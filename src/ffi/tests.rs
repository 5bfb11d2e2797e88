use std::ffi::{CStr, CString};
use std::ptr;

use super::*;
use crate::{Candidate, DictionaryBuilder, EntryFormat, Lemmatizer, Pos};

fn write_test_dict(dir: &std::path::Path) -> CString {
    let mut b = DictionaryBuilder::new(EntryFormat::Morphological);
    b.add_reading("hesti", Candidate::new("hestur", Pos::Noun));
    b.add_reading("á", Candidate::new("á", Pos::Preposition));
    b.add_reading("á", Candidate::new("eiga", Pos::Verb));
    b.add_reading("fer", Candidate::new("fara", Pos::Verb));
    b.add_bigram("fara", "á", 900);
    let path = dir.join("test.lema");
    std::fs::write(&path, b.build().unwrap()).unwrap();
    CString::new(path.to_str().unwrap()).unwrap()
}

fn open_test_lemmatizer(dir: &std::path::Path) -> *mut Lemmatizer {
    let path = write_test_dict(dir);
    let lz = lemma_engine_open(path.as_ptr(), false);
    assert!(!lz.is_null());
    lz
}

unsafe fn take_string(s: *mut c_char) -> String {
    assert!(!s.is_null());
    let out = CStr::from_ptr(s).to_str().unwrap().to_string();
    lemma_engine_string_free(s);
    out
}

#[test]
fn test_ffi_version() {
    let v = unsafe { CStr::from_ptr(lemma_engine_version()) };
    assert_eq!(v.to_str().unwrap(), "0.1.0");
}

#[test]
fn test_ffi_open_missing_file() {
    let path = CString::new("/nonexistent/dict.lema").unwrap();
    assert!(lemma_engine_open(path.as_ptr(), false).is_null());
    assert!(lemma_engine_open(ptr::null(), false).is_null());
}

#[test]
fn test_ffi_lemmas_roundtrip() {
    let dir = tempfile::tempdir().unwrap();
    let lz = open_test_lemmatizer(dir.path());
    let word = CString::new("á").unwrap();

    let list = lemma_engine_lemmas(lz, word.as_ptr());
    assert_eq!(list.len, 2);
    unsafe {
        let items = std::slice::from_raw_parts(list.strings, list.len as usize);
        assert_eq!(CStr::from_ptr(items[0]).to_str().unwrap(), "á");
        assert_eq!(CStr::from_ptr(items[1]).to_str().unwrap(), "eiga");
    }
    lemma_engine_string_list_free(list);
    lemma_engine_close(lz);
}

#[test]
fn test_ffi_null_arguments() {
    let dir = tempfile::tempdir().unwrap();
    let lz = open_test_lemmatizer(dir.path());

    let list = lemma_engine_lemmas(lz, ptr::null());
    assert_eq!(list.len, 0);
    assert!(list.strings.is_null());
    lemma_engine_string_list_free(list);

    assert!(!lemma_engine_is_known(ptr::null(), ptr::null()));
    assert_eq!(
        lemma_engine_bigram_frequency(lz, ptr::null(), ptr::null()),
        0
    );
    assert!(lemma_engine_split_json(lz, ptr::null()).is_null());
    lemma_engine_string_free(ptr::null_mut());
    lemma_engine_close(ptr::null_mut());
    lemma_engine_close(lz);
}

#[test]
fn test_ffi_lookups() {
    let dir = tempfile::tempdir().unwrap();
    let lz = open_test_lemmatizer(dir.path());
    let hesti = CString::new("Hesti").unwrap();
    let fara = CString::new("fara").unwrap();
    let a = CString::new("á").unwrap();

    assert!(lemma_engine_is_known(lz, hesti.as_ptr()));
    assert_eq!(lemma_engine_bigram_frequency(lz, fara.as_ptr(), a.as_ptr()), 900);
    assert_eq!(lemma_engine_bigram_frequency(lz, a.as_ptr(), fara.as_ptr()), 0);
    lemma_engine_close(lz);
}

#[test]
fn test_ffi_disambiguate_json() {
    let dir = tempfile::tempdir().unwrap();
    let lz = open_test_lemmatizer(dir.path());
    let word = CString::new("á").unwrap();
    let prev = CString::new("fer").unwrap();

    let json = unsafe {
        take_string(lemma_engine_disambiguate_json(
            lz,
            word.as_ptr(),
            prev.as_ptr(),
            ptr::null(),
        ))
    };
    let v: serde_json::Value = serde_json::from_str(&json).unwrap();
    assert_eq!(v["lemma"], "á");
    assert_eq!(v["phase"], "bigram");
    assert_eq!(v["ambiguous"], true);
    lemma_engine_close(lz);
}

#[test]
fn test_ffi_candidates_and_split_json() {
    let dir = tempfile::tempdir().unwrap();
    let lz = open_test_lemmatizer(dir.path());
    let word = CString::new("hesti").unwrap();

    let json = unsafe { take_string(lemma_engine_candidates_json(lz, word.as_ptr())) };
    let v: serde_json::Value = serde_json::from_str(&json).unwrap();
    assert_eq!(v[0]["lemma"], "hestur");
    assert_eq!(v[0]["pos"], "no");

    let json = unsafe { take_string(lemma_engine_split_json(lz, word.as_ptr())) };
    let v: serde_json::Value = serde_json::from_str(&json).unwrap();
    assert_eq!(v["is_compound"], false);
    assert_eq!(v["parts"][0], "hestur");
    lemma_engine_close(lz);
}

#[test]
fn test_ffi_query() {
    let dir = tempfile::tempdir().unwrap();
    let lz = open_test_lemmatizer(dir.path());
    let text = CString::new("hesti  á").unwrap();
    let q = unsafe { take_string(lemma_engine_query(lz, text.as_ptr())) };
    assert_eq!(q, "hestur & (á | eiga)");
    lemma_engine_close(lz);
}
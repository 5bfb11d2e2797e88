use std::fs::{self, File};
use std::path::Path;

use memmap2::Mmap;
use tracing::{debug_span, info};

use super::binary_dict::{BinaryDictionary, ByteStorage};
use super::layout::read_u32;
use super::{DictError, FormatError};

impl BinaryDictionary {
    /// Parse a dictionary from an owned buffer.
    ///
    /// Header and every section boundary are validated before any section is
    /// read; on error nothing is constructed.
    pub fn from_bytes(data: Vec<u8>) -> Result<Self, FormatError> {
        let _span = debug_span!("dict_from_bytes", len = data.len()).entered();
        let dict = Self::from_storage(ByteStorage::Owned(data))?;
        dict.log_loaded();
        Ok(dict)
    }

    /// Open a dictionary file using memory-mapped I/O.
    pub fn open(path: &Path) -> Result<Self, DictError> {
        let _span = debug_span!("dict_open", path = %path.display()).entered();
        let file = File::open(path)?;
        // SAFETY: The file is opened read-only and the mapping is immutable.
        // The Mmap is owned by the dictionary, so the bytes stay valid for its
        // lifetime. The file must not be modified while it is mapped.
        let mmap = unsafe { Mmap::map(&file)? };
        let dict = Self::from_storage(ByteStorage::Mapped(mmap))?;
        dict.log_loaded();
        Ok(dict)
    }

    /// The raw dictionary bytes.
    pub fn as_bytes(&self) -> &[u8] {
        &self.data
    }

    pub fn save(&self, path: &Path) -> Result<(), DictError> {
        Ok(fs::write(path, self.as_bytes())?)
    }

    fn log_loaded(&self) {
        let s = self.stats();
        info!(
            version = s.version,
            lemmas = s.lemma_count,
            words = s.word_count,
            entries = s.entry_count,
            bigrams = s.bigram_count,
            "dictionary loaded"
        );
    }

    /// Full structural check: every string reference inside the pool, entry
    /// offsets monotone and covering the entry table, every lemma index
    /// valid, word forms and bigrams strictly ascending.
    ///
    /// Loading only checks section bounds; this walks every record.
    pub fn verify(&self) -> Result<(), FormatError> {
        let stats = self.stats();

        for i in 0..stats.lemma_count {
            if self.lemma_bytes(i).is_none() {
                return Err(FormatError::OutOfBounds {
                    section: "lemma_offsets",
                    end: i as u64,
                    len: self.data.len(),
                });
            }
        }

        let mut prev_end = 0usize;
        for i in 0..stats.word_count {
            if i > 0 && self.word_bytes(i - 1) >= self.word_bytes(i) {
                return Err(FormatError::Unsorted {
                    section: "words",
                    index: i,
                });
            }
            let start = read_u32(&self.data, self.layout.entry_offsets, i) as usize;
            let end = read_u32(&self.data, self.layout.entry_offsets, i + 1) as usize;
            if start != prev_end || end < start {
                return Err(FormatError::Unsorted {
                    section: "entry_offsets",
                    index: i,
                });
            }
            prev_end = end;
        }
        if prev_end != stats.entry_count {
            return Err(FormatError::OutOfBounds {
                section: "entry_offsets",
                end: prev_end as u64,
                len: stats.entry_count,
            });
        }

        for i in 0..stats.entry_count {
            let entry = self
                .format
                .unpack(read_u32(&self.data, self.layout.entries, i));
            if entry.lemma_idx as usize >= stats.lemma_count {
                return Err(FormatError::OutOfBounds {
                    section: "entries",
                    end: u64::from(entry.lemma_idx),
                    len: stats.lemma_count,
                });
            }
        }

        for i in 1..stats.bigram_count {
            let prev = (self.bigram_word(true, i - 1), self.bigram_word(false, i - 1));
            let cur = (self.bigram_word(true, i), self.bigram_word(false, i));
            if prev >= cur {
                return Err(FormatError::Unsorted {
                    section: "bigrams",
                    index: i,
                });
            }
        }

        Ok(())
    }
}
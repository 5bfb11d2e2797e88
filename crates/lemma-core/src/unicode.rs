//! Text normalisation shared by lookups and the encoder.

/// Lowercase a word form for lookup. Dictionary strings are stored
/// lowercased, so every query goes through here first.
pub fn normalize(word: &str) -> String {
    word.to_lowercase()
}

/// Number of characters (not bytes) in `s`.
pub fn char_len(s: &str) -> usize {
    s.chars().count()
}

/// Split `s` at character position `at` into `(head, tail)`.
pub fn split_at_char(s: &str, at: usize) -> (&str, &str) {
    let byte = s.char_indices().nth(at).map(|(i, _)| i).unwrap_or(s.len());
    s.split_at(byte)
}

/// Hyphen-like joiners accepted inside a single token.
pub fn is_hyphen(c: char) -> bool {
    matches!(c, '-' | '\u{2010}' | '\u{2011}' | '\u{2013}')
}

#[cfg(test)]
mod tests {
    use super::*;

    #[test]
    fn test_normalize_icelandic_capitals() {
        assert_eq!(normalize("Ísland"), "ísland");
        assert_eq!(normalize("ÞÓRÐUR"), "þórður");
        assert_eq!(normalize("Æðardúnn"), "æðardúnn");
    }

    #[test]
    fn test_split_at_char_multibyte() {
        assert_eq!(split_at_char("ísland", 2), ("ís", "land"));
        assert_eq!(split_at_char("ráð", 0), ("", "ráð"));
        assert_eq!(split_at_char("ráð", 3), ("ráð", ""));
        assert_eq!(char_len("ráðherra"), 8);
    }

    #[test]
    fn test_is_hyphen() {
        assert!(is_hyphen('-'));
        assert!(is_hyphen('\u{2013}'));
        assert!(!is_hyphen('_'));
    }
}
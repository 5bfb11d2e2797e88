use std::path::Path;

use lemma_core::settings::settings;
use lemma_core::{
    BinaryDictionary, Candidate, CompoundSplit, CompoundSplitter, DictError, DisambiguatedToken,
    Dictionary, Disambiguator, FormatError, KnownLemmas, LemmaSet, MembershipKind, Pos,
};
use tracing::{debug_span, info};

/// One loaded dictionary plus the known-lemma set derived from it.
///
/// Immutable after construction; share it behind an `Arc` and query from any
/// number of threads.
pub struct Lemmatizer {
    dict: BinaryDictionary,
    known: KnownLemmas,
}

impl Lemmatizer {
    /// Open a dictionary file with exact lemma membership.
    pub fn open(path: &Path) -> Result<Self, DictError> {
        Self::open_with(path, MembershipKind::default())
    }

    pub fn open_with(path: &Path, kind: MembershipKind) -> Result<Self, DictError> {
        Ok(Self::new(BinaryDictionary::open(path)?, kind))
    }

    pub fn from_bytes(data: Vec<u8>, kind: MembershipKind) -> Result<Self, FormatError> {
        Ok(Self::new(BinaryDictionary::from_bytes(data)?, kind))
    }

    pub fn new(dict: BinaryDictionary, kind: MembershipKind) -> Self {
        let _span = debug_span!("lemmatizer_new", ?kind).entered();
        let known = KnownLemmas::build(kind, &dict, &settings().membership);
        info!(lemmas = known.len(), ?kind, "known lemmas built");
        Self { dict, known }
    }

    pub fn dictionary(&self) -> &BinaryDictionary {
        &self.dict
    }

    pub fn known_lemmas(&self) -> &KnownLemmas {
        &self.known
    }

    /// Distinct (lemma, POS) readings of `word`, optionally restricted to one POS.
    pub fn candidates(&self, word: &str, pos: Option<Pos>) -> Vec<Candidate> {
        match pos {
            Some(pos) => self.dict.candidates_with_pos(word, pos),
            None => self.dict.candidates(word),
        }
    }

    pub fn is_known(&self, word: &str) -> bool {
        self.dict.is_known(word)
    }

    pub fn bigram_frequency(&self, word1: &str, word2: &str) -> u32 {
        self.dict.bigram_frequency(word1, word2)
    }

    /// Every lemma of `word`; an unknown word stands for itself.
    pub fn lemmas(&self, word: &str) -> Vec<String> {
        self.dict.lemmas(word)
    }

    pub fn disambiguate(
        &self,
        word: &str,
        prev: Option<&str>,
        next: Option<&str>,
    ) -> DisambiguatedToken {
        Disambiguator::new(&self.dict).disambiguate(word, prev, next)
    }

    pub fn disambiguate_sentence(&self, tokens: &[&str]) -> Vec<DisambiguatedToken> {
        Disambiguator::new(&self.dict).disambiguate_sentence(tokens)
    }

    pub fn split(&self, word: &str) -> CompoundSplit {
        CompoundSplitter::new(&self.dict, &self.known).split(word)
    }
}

-------

• _Directions for this task_
How many lines in the listing contain "section"? Answer with the number alone.

• _Exercise solution_
8